DIRECTIONS FOR THIS TASK - Comb the records below for the string "ScaleDomain" and copy each line where it turns up.

----------

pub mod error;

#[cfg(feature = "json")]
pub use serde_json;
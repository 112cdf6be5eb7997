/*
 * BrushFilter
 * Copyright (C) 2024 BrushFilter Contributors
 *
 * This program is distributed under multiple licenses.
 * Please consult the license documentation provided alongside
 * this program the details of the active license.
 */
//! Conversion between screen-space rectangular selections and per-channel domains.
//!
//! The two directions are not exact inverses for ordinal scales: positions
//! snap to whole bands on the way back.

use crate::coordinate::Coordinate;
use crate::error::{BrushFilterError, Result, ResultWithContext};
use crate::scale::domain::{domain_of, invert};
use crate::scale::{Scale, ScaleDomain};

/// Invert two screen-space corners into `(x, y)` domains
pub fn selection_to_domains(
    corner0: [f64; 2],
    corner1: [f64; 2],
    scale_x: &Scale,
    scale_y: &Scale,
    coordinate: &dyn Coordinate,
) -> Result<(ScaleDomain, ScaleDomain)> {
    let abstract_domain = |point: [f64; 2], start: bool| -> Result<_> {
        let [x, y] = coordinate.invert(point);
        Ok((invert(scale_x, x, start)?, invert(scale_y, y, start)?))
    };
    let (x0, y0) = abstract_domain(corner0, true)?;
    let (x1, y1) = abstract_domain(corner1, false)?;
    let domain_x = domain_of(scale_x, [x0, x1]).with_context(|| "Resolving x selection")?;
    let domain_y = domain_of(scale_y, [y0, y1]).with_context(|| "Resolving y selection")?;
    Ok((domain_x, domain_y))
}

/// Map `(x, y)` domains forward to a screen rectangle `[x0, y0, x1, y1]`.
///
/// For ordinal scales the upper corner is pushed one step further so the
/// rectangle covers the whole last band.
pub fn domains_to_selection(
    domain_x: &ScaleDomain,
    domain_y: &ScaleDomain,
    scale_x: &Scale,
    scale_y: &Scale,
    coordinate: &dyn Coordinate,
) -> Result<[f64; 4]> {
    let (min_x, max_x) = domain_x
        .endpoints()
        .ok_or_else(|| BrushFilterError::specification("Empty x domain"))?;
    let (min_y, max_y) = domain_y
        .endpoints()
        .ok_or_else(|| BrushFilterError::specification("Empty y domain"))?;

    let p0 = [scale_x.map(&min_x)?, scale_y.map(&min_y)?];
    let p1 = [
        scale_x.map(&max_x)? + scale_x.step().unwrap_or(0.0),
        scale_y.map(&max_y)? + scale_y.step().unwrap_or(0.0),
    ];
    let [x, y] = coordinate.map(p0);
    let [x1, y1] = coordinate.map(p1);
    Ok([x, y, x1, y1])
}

----------

SOLUTION -
use crate::scale::{Scale, ScaleDomain};
) -> Result<(ScaleDomain, ScaleDomain)> {
    domain_x: &ScaleDomain,
    domain_y: &ScaleDomain,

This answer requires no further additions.